辛抱溜まらず抱きついたが――ぬしさまは笑顔で私を受け入れてくれる。
今度はしてやったりと獅子王の顔を見れば、彼奴の顔は「ぬぐぐ」と歪んでいた。
ふふ、これも古株故の特権よ!



 そんなわけで、小狐丸夢(?)でした。師子王夢っぽくもありましたが(笑)

 小狐丸の耳は普通の人間耳らしいのですが、
我が家では耳に見えているあの髪が耳ということで通そうかと思います。
だって、その方がロマンがあっていいではないですか。
以前の設定では尻尾まであったらしいのですから、ケモ耳だってあっていいじゃない!!
まぁ、前者はボツになってるわけですけどね!!
 小狐丸と番外夢主は、イチャイチャしているように見えても、
ワンコと主人がただじゃれているだけの感じです。ただ、小狐丸の方はそれにちょっと不満(笑)
ただ、それでも周りから見ればイチャついているように見えるので、
結構な優越感を感じていることは確か。
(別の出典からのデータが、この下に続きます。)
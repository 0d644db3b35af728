use std::time::Duration;

use anyhow::Result;
use serde::{Deserialize, Serialize};

use model::{OrgID, VehicleID, DEFAULT_DAYS};

/// Everything the tracker needs to know up front about who it's tracking for.
#[derive(Clone, Debug, PartialEq, Serialize, Deserialize)]
pub struct Config {
    pub api_url: String,
    pub org_id: OrgID,
    #[serde(default)]
    pub user_id: Option<String>,
    /// Only track these vehicles. Empty means every vehicle in the snapshot.
    #[serde(default)]
    pub vehicle_allowlist: Vec<VehicleID>,
    #[serde(default = "default_days")]
    pub default_days: u32,
    /// No timeout unless set
    #[serde(default)]
    pub request_timeout_secs: Option<u64>,
}

fn default_days() -> u32 {
    DEFAULT_DAYS
}

impl Config {
    pub fn new(api_url: &str, org_id: &str) -> Self {
        Self {
            api_url: api_url.to_string(),
            org_id: OrgID(org_id.to_string()),
            user_id: None,
            vehicle_allowlist: Vec::new(),
            default_days: DEFAULT_DAYS,
            request_timeout_secs: None,
        }
    }

    pub fn load(path: &str) -> Result<Self> {
        let raw = fs_err::read_to_string(path)?;
        let config: Config = serde_json::from_str(&raw)?;
        Ok(config)
    }

    pub fn validate(&self) -> Result<()> {
        if self.api_url.trim().is_empty() {
            bail!("No API URL configured");
        }
        if self.org_id.0.trim().is_empty() {
            bail!("No organization configured");
        }
        if self.default_days == 0 {
            bail!("default_days must be at least 1");
        }
        Ok(())
    }

    pub fn request_timeout(&self) -> Option<Duration> {
        self.request_timeout_secs.map(Duration::from_secs)
    }
}
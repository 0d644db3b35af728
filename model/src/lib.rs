#[macro_use]
extern crate anyhow;
#[macro_use]
extern crate log;

mod analytics;
mod error;
mod projection;
mod selection;
mod state;
mod trace;
mod vehicles;
mod window;

use std::cmp::Ordering;

use serde::{Deserialize, Serialize};

pub use self::analytics::{
    hourly_windows, HourlyReport, HourlyRow, Measure, Unit, FIRST_HOUR, LAST_HOUR,
};
pub use self::error::FleetError;
pub use self::projection::{Focus, LayerFilter, Projection};
pub use self::selection::{DateFilter, Selection, VehicleFilter, DEFAULT_DAYS};
pub use self::state::{FleetState, LatestPosition, TraceKind};
pub use self::trace::{LonLat, PositionSample, Trace};
pub use self::vehicles::{RawPosition, RawVehicle, Status, Vehicle, VehicleRegistry};
pub use self::window::{
    date_choices, single_day, to_iso, trailing_days, Clock, FixedClock, LocalClock, TimeWindow,
};

/// The identifier the backend assigns to a cultivator. Always a decimal string in practice, but
/// kept as text so that odd ids still round-trip.
#[derive(Clone, Debug, PartialEq, Eq, PartialOrd, Ord, Hash, Serialize, Deserialize)]
pub struct VehicleID(pub String);

impl VehicleID {
    pub fn new<S: Into<String>>(id: S) -> Self {
        Self(id.into())
    }

    pub fn as_str(&self) -> &str {
        &self.0
    }

    fn numeric(&self) -> Option<u64> {
        self.0.trim().parse().ok()
    }

    /// Orders by numeric value, so "2" comes before "10". Ids that aren't numbers go last, in
    /// lexicographic order.
    pub fn numeric_cmp(&self, other: &Self) -> Ordering {
        match (self.numeric(), other.numeric()) {
            (Some(a), Some(b)) => a.cmp(&b),
            (Some(_), None) => Ordering::Less,
            (None, Some(_)) => Ordering::Greater,
            (None, None) => self.0.cmp(&other.0),
        }
    }
}

impl std::fmt::Display for VehicleID {
    fn fmt(&self, f: &mut std::fmt::Formatter) -> std::fmt::Result {
        f.pad(&self.0)
    }
}

/// The organization owning a fleet.
#[derive(Clone, Debug, PartialEq, Eq, PartialOrd, Ord, Hash, Serialize, Deserialize)]
pub struct OrgID(pub String);

impl std::fmt::Display for OrgID {
    fn fmt(&self, f: &mut std::fmt::Formatter) -> std::fmt::Result {
        write!(f, "{}", self.0)
    }
}

#[cfg(test)]
mod tests {
    use super::*;

    #[test]
    fn numeric_order() {
        let mut ids: Vec<VehicleID> = ["10", "2", "3"].into_iter().map(VehicleID::new).collect();
        ids.sort_by(|a, b| a.numeric_cmp(b));
        let ids: Vec<&str> = ids.iter().map(|id| id.as_str()).collect();
        assert_eq!(ids, vec!["2", "3", "10"]);
    }

    #[test]
    fn non_numeric_ids_go_last() {
        let mut ids: Vec<VehicleID> = ["b", "7", "a", "12"]
            .into_iter()
            .map(VehicleID::new)
            .collect();
        ids.sort_by(|a, b| a.numeric_cmp(b));
        let ids: Vec<&str> = ids.iter().map(|id| id.as_str()).collect();
        assert_eq!(ids, vec!["7", "12", "a", "b"]);
    }
}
この毛繕い(?)も小狐丸だけの特権ですし(笑)
 しかし、師子王ちゃんと鶴丸の登場で色々と調子を崩されればいい(笑)
師子王ちゃんとはがうがうして、鶴丸には美味しい所かっさらわれてうぎぎとなっていればいいです。
何気に鶴丸のことを一番警戒していると面白いです(笑)
動物的感で色々と分かっているのかもしれません。

 では、そんな感じのお話でした。…いえ、後半あとがきではなくなってますが……。
次は何ですかねぇ……。三日月氏のゲロ甘(当サイト比)夢ですかね…。
もしリクエストあれば、在庫があったらそちらを更新します。
あ、そのうち本編の、番外編話公開しようと思います。
因みに、薬研兄さんと大師匠のお話です。薬研兄さんのキャラが明らかに違う…。
 それでは、今度こそこの辺で。タラバ!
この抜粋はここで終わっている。